• _What is required_
Look through the material below and copy exactly the lines from the line with "filename src/logging.rs" to the line with "let _ = tracing_subscriber::fmt()", those two lines included.

• _Records to process_
╭──

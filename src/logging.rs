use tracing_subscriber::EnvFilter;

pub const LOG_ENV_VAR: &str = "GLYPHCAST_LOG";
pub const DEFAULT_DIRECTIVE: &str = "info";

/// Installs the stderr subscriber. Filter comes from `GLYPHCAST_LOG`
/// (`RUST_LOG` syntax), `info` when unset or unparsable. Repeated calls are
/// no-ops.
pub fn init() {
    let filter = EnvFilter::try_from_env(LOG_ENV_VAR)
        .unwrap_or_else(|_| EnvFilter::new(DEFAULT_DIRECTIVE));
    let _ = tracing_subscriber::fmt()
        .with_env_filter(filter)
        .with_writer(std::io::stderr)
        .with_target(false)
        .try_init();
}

╰──
╭──

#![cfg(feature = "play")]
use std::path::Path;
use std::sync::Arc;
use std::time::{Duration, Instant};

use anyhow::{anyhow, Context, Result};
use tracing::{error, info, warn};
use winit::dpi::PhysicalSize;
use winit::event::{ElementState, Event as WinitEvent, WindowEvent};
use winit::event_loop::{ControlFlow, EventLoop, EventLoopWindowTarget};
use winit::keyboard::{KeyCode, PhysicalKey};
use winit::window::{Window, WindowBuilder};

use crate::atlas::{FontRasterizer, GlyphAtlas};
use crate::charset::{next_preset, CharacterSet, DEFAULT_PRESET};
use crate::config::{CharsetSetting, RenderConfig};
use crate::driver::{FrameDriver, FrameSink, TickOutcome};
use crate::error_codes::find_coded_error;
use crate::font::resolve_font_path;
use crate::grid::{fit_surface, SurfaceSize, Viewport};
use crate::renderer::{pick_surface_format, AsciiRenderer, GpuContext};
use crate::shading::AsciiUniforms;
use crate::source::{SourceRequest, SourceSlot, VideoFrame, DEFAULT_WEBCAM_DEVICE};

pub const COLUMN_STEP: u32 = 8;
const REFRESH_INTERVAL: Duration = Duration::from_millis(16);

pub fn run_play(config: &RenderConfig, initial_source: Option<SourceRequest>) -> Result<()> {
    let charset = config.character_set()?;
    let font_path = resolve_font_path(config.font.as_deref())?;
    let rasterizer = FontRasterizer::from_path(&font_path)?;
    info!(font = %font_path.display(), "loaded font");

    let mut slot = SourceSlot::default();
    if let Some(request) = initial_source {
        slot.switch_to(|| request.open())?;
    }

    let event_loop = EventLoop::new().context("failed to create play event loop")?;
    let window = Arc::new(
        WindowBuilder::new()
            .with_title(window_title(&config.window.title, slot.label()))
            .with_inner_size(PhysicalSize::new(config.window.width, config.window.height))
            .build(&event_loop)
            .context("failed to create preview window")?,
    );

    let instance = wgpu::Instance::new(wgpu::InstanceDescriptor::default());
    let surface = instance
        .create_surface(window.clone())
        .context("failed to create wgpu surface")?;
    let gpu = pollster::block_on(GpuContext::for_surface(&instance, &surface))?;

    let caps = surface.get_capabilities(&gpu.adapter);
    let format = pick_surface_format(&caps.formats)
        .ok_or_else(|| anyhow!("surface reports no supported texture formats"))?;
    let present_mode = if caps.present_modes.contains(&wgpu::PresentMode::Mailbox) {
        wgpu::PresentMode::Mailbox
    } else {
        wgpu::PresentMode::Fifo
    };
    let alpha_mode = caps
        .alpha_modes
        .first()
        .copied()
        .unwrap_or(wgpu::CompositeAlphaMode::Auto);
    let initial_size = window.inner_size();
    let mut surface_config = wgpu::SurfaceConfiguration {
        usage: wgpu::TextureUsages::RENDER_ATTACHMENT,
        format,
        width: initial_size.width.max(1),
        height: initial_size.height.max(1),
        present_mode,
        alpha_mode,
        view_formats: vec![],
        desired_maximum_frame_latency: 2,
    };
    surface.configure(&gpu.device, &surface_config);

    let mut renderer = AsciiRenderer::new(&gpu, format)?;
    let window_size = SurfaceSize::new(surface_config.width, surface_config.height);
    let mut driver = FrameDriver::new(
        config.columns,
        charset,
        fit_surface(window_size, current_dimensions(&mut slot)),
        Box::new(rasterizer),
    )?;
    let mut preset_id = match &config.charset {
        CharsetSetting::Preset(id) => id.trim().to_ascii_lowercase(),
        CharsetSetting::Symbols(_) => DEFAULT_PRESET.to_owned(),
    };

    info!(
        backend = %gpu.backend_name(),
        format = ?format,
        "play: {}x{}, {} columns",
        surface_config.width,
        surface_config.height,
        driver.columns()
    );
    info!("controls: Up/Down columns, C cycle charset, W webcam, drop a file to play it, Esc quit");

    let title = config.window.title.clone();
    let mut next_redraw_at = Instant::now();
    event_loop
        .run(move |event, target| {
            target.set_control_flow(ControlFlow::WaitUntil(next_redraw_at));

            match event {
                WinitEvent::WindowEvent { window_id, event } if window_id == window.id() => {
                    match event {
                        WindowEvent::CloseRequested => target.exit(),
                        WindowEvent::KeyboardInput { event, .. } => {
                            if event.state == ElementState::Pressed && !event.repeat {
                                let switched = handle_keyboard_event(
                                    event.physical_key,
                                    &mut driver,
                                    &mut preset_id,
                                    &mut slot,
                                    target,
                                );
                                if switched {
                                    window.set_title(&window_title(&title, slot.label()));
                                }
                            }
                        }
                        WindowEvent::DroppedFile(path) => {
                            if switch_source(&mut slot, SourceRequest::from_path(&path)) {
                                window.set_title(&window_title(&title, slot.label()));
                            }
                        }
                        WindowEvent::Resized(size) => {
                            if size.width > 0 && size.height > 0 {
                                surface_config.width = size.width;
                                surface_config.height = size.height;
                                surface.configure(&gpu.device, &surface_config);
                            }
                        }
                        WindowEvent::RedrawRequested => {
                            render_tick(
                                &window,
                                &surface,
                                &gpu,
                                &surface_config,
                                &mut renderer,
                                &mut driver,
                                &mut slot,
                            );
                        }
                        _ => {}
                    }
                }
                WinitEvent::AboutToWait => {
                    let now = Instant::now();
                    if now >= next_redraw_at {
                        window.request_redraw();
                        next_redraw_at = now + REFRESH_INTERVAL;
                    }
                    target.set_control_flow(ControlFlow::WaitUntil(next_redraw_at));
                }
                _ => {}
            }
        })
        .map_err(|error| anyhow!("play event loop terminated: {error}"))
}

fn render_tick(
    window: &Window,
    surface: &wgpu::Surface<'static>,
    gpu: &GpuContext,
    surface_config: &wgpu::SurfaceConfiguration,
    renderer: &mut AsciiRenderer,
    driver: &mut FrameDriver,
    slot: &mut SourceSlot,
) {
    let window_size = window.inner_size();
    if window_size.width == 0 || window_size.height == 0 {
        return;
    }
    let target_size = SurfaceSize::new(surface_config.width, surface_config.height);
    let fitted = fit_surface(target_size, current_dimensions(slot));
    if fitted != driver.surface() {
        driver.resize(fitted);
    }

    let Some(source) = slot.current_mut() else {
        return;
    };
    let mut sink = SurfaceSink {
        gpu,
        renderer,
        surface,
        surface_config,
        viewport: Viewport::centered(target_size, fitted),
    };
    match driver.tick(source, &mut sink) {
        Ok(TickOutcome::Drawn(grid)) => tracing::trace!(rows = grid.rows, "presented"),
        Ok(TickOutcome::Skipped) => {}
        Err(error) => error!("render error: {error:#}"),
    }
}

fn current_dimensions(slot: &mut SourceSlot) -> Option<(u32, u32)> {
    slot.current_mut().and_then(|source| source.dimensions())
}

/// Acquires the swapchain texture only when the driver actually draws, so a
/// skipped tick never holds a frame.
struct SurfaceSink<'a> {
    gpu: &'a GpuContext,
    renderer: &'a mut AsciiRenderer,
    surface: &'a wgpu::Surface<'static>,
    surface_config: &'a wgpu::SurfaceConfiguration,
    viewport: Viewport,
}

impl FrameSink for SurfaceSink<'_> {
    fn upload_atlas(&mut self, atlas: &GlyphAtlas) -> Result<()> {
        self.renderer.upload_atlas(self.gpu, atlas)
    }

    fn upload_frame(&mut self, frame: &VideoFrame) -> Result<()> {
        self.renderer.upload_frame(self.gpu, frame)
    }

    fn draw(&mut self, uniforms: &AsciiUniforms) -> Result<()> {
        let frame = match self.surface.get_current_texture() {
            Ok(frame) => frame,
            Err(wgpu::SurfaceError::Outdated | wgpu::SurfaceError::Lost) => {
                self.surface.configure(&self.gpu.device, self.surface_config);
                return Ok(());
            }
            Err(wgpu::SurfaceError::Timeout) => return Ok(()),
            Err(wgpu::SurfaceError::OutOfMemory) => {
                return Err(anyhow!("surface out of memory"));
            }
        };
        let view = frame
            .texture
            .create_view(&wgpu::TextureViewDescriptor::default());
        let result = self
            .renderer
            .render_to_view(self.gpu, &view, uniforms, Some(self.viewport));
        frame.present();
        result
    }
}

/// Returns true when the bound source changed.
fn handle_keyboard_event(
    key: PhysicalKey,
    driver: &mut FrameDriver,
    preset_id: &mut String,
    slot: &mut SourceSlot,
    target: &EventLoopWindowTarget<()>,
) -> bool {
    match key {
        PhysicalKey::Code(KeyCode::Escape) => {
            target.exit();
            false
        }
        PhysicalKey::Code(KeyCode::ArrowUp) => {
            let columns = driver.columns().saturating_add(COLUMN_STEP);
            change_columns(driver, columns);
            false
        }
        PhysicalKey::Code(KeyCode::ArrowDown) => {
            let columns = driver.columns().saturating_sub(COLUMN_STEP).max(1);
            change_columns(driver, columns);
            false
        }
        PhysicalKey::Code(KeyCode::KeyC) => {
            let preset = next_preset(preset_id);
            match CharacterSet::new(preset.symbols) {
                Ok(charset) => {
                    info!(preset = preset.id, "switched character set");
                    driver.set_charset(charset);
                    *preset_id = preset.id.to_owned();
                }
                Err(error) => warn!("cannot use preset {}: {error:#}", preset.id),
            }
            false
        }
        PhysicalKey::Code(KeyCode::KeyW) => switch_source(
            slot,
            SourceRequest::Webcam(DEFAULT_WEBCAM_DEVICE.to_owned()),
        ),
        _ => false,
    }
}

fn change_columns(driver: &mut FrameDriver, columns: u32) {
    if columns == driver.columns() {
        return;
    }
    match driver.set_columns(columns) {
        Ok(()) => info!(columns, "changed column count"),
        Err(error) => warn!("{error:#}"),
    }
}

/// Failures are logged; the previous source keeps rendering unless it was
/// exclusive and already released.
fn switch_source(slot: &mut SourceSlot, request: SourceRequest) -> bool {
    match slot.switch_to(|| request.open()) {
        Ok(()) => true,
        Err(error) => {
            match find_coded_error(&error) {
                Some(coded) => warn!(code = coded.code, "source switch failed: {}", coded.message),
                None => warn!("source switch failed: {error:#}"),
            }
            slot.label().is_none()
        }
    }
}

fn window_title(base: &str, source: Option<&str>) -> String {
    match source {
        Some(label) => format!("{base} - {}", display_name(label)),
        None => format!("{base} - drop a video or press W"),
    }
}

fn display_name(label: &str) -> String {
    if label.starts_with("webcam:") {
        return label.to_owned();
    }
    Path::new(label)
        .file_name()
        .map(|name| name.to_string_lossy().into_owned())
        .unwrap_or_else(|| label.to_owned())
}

╰──
╭──

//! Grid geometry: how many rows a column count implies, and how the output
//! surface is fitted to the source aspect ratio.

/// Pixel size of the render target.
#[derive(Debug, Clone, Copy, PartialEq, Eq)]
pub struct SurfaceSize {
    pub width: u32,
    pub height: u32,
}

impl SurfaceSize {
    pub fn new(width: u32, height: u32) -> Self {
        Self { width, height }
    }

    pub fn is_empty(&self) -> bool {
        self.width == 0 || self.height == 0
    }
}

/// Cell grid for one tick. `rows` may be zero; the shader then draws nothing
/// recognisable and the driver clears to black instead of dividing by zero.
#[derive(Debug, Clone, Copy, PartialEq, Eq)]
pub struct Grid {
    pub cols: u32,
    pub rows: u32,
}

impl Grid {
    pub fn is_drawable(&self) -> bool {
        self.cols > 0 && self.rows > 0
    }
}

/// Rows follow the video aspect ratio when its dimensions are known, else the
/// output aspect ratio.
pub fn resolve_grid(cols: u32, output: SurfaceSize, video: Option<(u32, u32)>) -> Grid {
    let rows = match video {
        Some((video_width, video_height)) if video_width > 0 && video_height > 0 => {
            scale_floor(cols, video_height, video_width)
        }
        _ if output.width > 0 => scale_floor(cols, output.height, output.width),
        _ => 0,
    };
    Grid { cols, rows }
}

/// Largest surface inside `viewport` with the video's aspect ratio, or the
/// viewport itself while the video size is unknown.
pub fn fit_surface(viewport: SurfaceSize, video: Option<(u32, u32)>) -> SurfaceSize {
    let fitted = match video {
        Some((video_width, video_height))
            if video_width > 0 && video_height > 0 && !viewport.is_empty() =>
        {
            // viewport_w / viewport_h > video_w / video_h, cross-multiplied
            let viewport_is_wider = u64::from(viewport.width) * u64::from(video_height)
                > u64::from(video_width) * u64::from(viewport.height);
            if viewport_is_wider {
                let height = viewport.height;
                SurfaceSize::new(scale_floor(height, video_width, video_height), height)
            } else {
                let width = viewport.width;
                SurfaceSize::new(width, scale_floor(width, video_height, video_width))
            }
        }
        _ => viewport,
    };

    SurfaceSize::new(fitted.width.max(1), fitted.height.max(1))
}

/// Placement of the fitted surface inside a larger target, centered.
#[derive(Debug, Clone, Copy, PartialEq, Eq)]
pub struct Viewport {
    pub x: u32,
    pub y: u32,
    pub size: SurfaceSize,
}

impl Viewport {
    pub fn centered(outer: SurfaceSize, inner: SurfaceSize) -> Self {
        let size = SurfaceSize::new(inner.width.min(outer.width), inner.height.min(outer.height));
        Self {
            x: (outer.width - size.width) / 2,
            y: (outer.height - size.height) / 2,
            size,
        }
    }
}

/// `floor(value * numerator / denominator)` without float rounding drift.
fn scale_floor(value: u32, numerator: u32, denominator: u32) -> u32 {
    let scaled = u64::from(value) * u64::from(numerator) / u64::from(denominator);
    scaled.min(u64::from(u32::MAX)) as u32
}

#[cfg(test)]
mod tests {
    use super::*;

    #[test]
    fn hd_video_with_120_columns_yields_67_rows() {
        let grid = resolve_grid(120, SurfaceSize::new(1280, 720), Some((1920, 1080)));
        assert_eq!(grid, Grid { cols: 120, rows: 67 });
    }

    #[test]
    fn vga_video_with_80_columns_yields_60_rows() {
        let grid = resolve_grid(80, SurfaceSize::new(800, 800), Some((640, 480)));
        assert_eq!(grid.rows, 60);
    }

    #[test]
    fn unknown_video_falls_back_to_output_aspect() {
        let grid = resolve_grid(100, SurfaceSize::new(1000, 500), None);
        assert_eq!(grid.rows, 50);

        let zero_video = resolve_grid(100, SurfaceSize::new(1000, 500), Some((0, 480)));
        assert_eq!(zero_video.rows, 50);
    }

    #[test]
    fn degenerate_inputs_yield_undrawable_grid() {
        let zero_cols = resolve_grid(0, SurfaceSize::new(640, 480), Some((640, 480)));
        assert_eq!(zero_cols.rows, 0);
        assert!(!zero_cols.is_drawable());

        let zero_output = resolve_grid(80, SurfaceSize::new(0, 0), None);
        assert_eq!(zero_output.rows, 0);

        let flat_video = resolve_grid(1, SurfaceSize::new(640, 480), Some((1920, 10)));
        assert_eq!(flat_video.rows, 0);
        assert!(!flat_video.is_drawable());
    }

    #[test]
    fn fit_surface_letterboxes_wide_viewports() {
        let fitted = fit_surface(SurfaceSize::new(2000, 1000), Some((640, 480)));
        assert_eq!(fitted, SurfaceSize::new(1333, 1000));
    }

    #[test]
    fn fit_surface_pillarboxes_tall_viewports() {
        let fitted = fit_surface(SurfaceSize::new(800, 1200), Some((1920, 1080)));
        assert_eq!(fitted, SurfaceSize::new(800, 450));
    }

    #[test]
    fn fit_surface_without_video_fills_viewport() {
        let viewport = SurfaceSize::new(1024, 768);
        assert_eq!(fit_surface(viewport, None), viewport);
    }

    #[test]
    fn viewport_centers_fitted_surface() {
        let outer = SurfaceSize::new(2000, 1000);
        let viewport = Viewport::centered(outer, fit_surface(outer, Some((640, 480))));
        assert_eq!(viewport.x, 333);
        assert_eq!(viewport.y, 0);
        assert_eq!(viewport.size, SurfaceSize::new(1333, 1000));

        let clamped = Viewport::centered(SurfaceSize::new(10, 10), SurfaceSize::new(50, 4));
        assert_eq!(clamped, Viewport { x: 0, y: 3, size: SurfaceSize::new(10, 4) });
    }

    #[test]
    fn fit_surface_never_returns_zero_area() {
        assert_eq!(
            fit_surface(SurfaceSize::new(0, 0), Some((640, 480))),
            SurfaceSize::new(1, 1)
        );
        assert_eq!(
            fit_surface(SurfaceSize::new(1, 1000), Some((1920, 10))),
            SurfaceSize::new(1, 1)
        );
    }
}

╰──

• _Exercise output_
filename src/logging.rs
use tracing_subscriber::EnvFilter;

pub const LOG_ENV_VAR: &str = "GLYPHCAST_LOG";
pub const DEFAULT_DIRECTIVE: &str = "info";

/// Installs the stderr subscriber. Filter comes from `GLYPHCAST_LOG`
/// (`RUST_LOG` syntax), `info` when unset or unparsable. Repeated calls are
/// no-ops.
pub fn init() {
    let filter = EnvFilter::try_from_env(LOG_ENV_VAR)
        .unwrap_or_else(|_| EnvFilter::new(DEFAULT_DIRECTIVE));
    let _ = tracing_subscriber::fmt()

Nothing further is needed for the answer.